GKS zastopował Piasta

Beniaminek z Warty Bolesławieckiej po niespodziewanym ograniu Olimpii tym razem urwał punkty Piastowi z Wykrot. - Można powiedzieć, że czujemy niedosyt. Momentami graliśmy naprawdę nieźle - ocenił Mirosław Kopczyński, kierownik GKS. Samo spotkanie było zacięte. Nie brakowało zwłaszcza twardej walki. Pierwsi z gola cieszyli się gospodarze. W 18. min z dośrodkowania Romana skorzystał Turko. Wyrównał w 28. minucie Spychalski, który głową zamknął dośrodkowanie Grzybowskiego z rzutu rożnego. - W pierwszej połowie nie byliśmy w stanie wiele zdziałać, bo rywale dużo biegali. Jednak w ciągu ostatnich 20 minut zepchnęliśmy przeciwnika do głębokiej defensywy.

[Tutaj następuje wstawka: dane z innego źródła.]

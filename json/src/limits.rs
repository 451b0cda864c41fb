//! Resource limits applied while parsing.
//!
//! The parser recurses once per nested array or object, so the nesting depth
//! is bounded to keep hostile payloads from exhausting the stack.

/// Default maximum nesting depth.
pub const DEFAULT_MAX_DEPTH: usize = 512;

/// Parser limits.
#[derive(Debug, Clone, Copy, PartialEq, Eq)]
pub struct Limits {
    /// Maximum input size in bytes
    pub max_input_size: usize,
    /// Maximum nesting depth of arrays and objects
    pub max_depth: usize,
}

impl Default for Limits {
    fn default() -> Self {
        Self {
            max_input_size: usize::MAX,
            max_depth: DEFAULT_MAX_DEPTH,
        }
    }
}

impl Limits {
    /// Set maximum input size.
    #[must_use]
    pub const fn with_max_input_size(mut self, size: usize) -> Self {
        self.max_input_size = size;
        self
    }

    /// Set maximum nesting depth.
    #[must_use]
    pub const fn with_max_depth(mut self, depth: usize) -> Self {
        self.max_depth = depth;
        self
    }
}

#[cfg(test)]
mod tests {
    use super::*;

    #[test]
    fn test_default_limits() {
        let limits = Limits::default();
        assert_eq!(limits.max_depth, DEFAULT_MAX_DEPTH);
        assert_eq!(limits.max_input_size, usize::MAX);
    }

    #[test]
    fn test_builders() {
        let limits = Limits::default().with_max_depth(4).with_max_input_size(64);
        assert_eq!(limits.max_depth, 4);
        assert_eq!(limits.max_input_size, 64);
    }
}
//! TLS trust configuration and policy resolution.
//!
//! Resolution order: custom PEM trust anchors when supplied, otherwise the
//! system trust store. Disabling verification is an explicit opt-in and
//! still encrypts the connection; it only stops authenticating the peer.

use std::fmt;
use std::path::PathBuf;

use reqwest::blocking::ClientBuilder;
use reqwest::Certificate;

use crate::error::{VaultError, VaultResult};

/// Where custom PEM trust material comes from.
#[derive(Debug, Clone, PartialEq, Eq)]
pub enum PemSource {
    /// PEM text held in memory (inline config, embedded resource)
    Bytes(Vec<u8>),
    /// PEM file on disk
    File(PathBuf),
}

impl PemSource {
    fn load(&self) -> VaultResult<Vec<u8>> {
        match self {
            Self::Bytes(bytes) => Ok(bytes.clone()),
            Self::File(path) => std::fs::read(path).map_err(|e| {
                VaultError::tls(format!("cannot read CA bundle {}: {e}", path.display()))
            }),
        }
    }
}

/// TLS settings for a request.
#[derive(Debug, Clone, PartialEq, Eq)]
pub struct TlsConfig {
    /// Verify the server certificate chain
    pub verify: bool,
    /// Custom trust anchors; `None` uses the system trust store
    pub trust: Option<PemSource>,
}

impl Default for TlsConfig {
    fn default() -> Self {
        Self {
            verify: true,
            trust: None,
        }
    }
}

impl TlsConfig {
    /// Verify against the system trust store.
    #[must_use]
    pub fn system() -> Self {
        Self::default()
    }

    /// Verify against PEM certificates held in memory.
    #[must_use]
    pub fn with_pem(pem: impl Into<Vec<u8>>) -> Self {
        Self {
            verify: true,
            trust: Some(PemSource::Bytes(pem.into())),
        }
    }

    /// Verify against a PEM bundle on disk.
    #[must_use]
    pub fn with_pem_file(path: impl Into<PathBuf>) -> Self {
        Self {
            verify: true,
            trust: Some(PemSource::File(path.into())),
        }
    }

    /// Skip certificate verification. The connection is still encrypted.
    #[must_use]
    pub const fn insecure() -> Self {
        Self {
            verify: false,
            trust: None,
        }
    }

    /// Resolve into the policy applied to the HTTP client.
    ///
    /// # Errors
    ///
    /// Returns [`VaultError::Tls`] if custom trust material cannot be read or
    /// contains no certificates.
    pub fn resolve(&self) -> VaultResult<TlsPolicy> {
        if !self.verify {
            return Ok(TlsPolicy::Insecure);
        }
        match &self.trust {
            None => Ok(TlsPolicy::System),
            Some(source) => {
                let pem = source.load()?;
                let certs = Certificate::from_pem_bundle(&pem)
                    .map_err(|e| VaultError::tls(format!("invalid PEM trust material: {e}")))?;
                if certs.is_empty() {
                    return Err(VaultError::tls("PEM trust material contains no certificates"));
                }
                Ok(TlsPolicy::Custom(certs))
            }
        }
    }
}

/// Resolved TLS behaviour for one client.
pub enum TlsPolicy {
    /// Trust only the supplied certificates
    Custom(Vec<Certificate>),
    /// Trust the system store
    System,
    /// Accept any certificate
    Insecure,
}

impl TlsPolicy {
    /// Short name for logs.
    #[must_use]
    pub const fn name(&self) -> &'static str {
        match self {
            Self::Custom(_) => "custom",
            Self::System => "system",
            Self::Insecure => "insecure",
        }
    }

    /// Apply to a client builder.
    #[must_use]
    pub fn apply(self, builder: ClientBuilder) -> ClientBuilder {
        match self {
            Self::Custom(certs) => certs
                .into_iter()
                .fold(builder.tls_built_in_root_certs(false), ClientBuilder::add_root_certificate),
            Self::System => builder,
            Self::Insecure => builder.danger_accept_invalid_certs(true),
        }
    }
}

impl fmt::Debug for TlsPolicy {
    fn fmt(&self, f: &mut fmt::Formatter<'_>) -> fmt::Result {
        match self {
            Self::Custom(certs) => f.debug_tuple("Custom").field(&certs.len()).finish(),
            Self::System => f.write_str("System"),
            Self::Insecure => f.write_str("Insecure"),
        }
    }
}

Niestety nie udało się tego przełożyć na zwycięskiego gola - powiedział po meczu Grzegorz Roman, trener Piasta.

PIAST WYKROTY - GKS WARTA BOLESŁAWIECKA 1:1 (1:1)

Bramki: 1:0 Turko (18), 1:1 Spychalski (28).
Żółte kartki: Andruchów, Gola, Drozd, Turko oraz Lisowski, Kosiński.
Sędziował: Szymon Sztukowski.
Widzów: 200.

WYKROTY: Wawer - Gola, Andruchów, Ciaciek, Drozd, Mielnik, Roman (75 Majka), Turko, Jodłowski (80 Koziród), Urbaniak (75 Słabicki), Sikora (70 Krawczyk).
WARTA BOLESŁAWIECKA: Kizyma - Tofil (80 Powroźnik), Głowacki, Lisowski, Buchowski, Spychalski, Grzybowski, Krzysik, Kosiński, Puzio (75 Kapecki), Pyrka.